Unity College is a coeducational ecumenical college located in the Bellvista Estate in Caloundra West, a suburb of the Sunshine Coast Region in Queensland, Australia. The college is administered by Brisbane Catholic Education, working in partnership with the Caloundra Catholic and Uniting Churches.

Unity college has a total enrolment of more than 1400 students from Prep to Year 12, with an official count of 1422 students in 2017. Most students who attend Unity College are from the local Caloundra area, whereas others are from the Beerwah, Mooloolah Valley and Glenview areas.
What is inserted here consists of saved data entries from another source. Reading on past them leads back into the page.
//! Palette types
//!
//! - [`Palette`]: ordered entries with per-entry luminance thresholds and
//!   Redmean nearest-color matching
//! - [`ColorReplacementMap`]: post-quantization color substitution
//! - [`PaletteError`], [`ParseColorError`]: validation and parsing errors

mod error;
mod palette;
mod replacements;

pub use error::{PaletteError, ParseColorError};
pub use palette::{Palette, PaletteEntry, MAX_PALETTE_SIZE};
pub use replacements::ColorReplacementMap;
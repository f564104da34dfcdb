pub mod config;

pub use config::{AppConfig, ConfigSource, DefaultsConfig, LimitsConfig, ServerConfig};
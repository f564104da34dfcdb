use dither_core::{DitherMethod, DitherSpec, ExtractionMethod};
use serde::Deserialize;
use std::path::{Path, PathBuf};

/// Config file looked up in the working directory when `CONFIG_FILE` is unset.
pub const DEFAULT_CONFIG_FILE: &str = "ditherkit.yaml";

/// Application configuration loaded from ditherkit.yaml
#[derive(Debug, Deserialize, Clone, Default, PartialEq)]
pub struct AppConfig {
    /// Listener and request body settings
    #[serde(default)]
    pub server: ServerConfig,

    /// Per-request and concurrency limits
    #[serde(default)]
    pub limits: LimitsConfig,

    /// Transform settings used when a request leaves them out
    #[serde(default)]
    pub defaults: DefaultsConfig,
}

#[derive(Debug, Deserialize, Clone, PartialEq)]
pub struct ServerConfig {
    /// Address the HTTP server binds to (overridden by `BIND_ADDR`)
    #[serde(default = "default_bind")]
    pub bind: String,

    /// Largest accepted request body in bytes
    #[serde(default = "default_max_body_bytes")]
    pub max_body_bytes: usize,
}

fn default_bind() -> String {
    "0.0.0.0:3000".to_string()
}

fn default_max_body_bytes() -> usize {
    64 * 1024 * 1024
}

impl Default for ServerConfig {
    fn default() -> Self {
        Self {
            bind: default_bind(),
            max_body_bytes: default_max_body_bytes(),
        }
    }
}

#[derive(Debug, Deserialize, Clone, PartialEq)]
pub struct LimitsConfig {
    #[serde(default = "default_max_dimension")]
    pub max_width: u32,

    #[serde(default = "default_max_dimension")]
    pub max_height: u32,

    /// Transforms allowed to run on the blocking pool at once
    #[serde(default = "default_max_concurrent_jobs")]
    pub max_concurrent_jobs: usize,
}

fn default_max_dimension() -> u32 {
    4096
}

fn default_max_concurrent_jobs() -> usize {
    4
}

impl Default for LimitsConfig {
    fn default() -> Self {
        Self {
            max_width: default_max_dimension(),
            max_height: default_max_dimension(),
            max_concurrent_jobs: default_max_concurrent_jobs(),
        }
    }
}

impl LimitsConfig {
    /// Whether an image of this size may be processed.
    pub fn admits(&self, width: u32, height: u32) -> bool {
        width <= self.max_width && height <= self.max_height
    }
}

#[derive(Debug, Deserialize, Clone, PartialEq)]
pub struct DefaultsConfig {
    #[serde(default = "default_dither_method")]
    pub dither_method: String,

    #[serde(default = "default_threshold")]
    pub threshold: u8,

    /// Error/noise strength multiplier
    #[serde(default = "default_factor")]
    pub factor: f32,

    /// Contrast stretch amount in percent
    #[serde(default = "default_stretch")]
    pub stretch: f32,

    #[serde(default = "default_extraction_method")]
    pub extraction_method: String,

    #[serde(default = "default_palette_size")]
    pub palette_size: usize,

    /// Opaque pixels sampled for palette extraction
    #[serde(default = "default_sample_cap")]
    pub sample_cap: usize,
}

fn default_dither_method() -> String {
    "floyd-steinberg".to_string()
}

fn default_threshold() -> u8 {
    dither_core::dither::DEFAULT_THRESHOLD
}

fn default_factor() -> f32 {
    dither_core::dither::DEFAULT_FACTOR
}

fn default_stretch() -> f32 {
    25.0
}

fn default_extraction_method() -> String {
    ExtractionMethod::default().name().to_string()
}

fn default_palette_size() -> usize {
    dither_core::extract::DEFAULT_PALETTE_SIZE
}

fn default_sample_cap() -> usize {
    dither_core::extract::DEFAULT_SAMPLE_CAP
}

impl Default for DefaultsConfig {
    fn default() -> Self {
        Self {
            dither_method: default_dither_method(),
            threshold: default_threshold(),
            factor: default_factor(),
            stretch: default_stretch(),
            extraction_method: default_extraction_method(),
            palette_size: default_palette_size(),
            sample_cap: default_sample_cap(),
        }
    }
}

impl DefaultsConfig {
    /// Resolve a dither spec, filling unset fields from these defaults.
    pub fn dither_spec(
        &self,
        method: Option<&str>,
        threshold: Option<u8>,
        factor: Option<f32>,
        stretch: Option<f32>,
        seed: Option<u64>,
    ) -> DitherSpec {
        let method = DitherMethod::from_name(
            method.unwrap_or(&self.dither_method),
            factor.unwrap_or(self.factor),
            stretch.unwrap_or(self.stretch),
        );
        DitherSpec::new(method)
            .threshold(threshold.unwrap_or(self.threshold))
            .seed(seed)
    }

    pub fn extraction(&self, method: Option<&str>) -> ExtractionMethod {
        ExtractionMethod::from_name(method.unwrap_or(&self.extraction_method))
    }
}

/// Where the active configuration came from.
#[derive(Debug, Clone, PartialEq, Eq)]
pub enum ConfigSource {
    File(PathBuf),
    Defaults,
}

impl std::fmt::Display for ConfigSource {
    fn fmt(&self, f: &mut std::fmt::Formatter<'_>) -> std::fmt::Result {
        match self {
            ConfigSource::File(path) => write!(f, "{}", path.display()),
            ConfigSource::Defaults => f.write_str("built-in defaults"),
        }
    }
}

impl AppConfig {
    /// Config file to read: `CONFIG_FILE`, else `./ditherkit.yaml` if present.
    pub fn config_path() -> Option<PathBuf> {
        if let Ok(path) = std::env::var("CONFIG_FILE") {
            return Some(PathBuf::from(path));
        }
        let local = PathBuf::from(DEFAULT_CONFIG_FILE);
        local.exists().then_some(local)
    }

    /// Load configuration from the default location.
    pub fn load() -> (Self, ConfigSource) {
        match Self::config_path() {
            Some(path) => {
                let config = Self::load_from_path(&path);
                (config, ConfigSource::File(path))
            }
            None => {
                tracing::info!("No config file found, using defaults");
                (Self::default(), ConfigSource::Defaults)
            }
        }
    }

    /// Load configuration from a YAML file, falling back to defaults on error.
    pub fn load_from_path(path: &Path) -> Self {
        match std::fs::read_to_string(path) {
            Ok(content) => match serde_yaml::from_str(&content) {
                Ok(config) => {
                    let config: Self = config;
                    tracing::info!(
                        path = %path.display(),
                        max_width = config.limits.max_width,
                        max_height = config.limits.max_height,
                        "Loaded configuration"
                    );
                    config
                }
                Err(e) => {
                    tracing::warn!(
                        %e,
                        path = %path.display(),
                        "Failed to parse config, using defaults"
                    );
                    Self::default()
                }
            },
            Err(e) => {
                tracing::warn!(%e, path = %path.display(), "Failed to read config, using defaults");
                Self::default()
            }
        }
    }
}
//! PNG adapter feeding the engine, as the CLI does.

use dither_core::{ColorQuantizer, ExtractionMethod, Palette, PaletteExtractor, PixelBuffer, Rgb};
use ditherkit::error::ImageError;
use ditherkit::rendering::{decode_png, encode_png, read_png, write_png};
use pretty_assertions::assert_eq;

fn ramp(width: u32) -> PixelBuffer {
    let data = (0..width)
        .flat_map(|x| {
            let v = (x * 255 / (width - 1)) as u8;
            [v, v / 2, 255 - v, 255]
        })
        .collect();
    PixelBuffer::new(width, 1, data).unwrap()
}

#[test]
fn test_quantize_file_round_trip() {
    let dir = tempfile::tempdir().unwrap();
    let input = dir.path().join("in.png");
    let output = dir.path().join("out.png");
    write_png(&input, &ramp(32)).unwrap();

    let buffer = read_png(&input).unwrap();
    let palette = Palette::from_hex(&["#000000", "#ffffff", "#ff0000"]).unwrap();
    let result = ColorQuantizer::new(palette).quantize(buffer);
    write_png(&output, &result.buffer).unwrap();

    let written = read_png(&output).unwrap();
    assert_eq!(written, result.buffer);
    for (color, _) in written.pixels() {
        assert!([Rgb::BLACK, Rgb::WHITE, Rgb::new(255, 0, 0)].contains(&color));
    }
}

#[test]
fn test_extract_from_decoded_png() {
    let png = encode_png(&ramp(16)).unwrap();
    let buffer = decode_png(&png).unwrap();

    let colors = PaletteExtractor::new(ExtractionMethod::Frequency)
        .size(4)
        .extract(&buffer);
    assert_eq!(colors.len(), 4);
}

#[test]
fn test_missing_file_is_io_error() {
    let dir = tempfile::tempdir().unwrap();
    let result = read_png(&dir.path().join("absent.png"));
    assert!(matches!(result, Err(ImageError::Io(_))));
}
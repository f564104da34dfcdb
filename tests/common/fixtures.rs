//! Test fixtures and constants.

use base64::{engine::general_purpose::STANDARD, Engine as _};
use serde_json::{json, Value};

/// Solid RGBA image
pub fn solid(width: u32, height: u32, rgba: [u8; 4]) -> Vec<u8> {
    rgba.iter()
        .copied()
        .cycle()
        .take((width * height * 4) as usize)
        .collect()
}

/// Horizontal gray ramp from black to white
pub fn gray_ramp(width: u32, height: u32) -> Vec<u8> {
    let mut pixels = Vec::with_capacity((width * height * 4) as usize);
    for _ in 0..height {
        for x in 0..width {
            let v = (x * 255 / (width - 1).max(1)) as u8;
            pixels.extend_from_slice(&[v, v, v, 255]);
        }
    }
    pixels
}

/// Left half red, right half blue
pub fn two_tone(width: u32, height: u32) -> Vec<u8> {
    let mut pixels = Vec::with_capacity((width * height * 4) as usize);
    for _ in 0..height {
        for x in 0..width {
            if x < width / 2 {
                pixels.extend_from_slice(&[220, 20, 20, 255]);
            } else {
                pixels.extend_from_slice(&[20, 20, 220, 255]);
            }
        }
    }
    pixels
}

/// JSON image fields for a request body
pub fn image_body(width: u32, height: u32, pixels: &[u8]) -> Value {
    json!({
        "width": width,
        "height": height,
        "pixels": STANDARD.encode(pixels),
    })
}

/// Merge `extra` fields into an image body
pub fn with_fields(mut body: Value, extra: Value) -> Value {
    if let (Some(body), Some(extra)) = (body.as_object_mut(), extra.as_object()) {
        for (key, value) in extra {
            body.insert(key.clone(), value.clone());
        }
    }
    body
}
Approximately 50% of the school's students identify as Catholic and 16% are of the Uniting tradition, whereas the remaining 34% are of other faith backgrounds.

Houses

Unity College includes the following four houses with their respective colours, elements and significance:

Facilities

Facilities at Unity College include a chapel, an auditorium, and a Learning Resource Centre. There are 21 Junior Phase classrooms (three classes for each year level), and a Junior Phase Music building. For middle phase students there is a Middle Years Technology Centre (MYTC), which includes Science, Visual Art, Food Technology and Industrial Technology classrooms.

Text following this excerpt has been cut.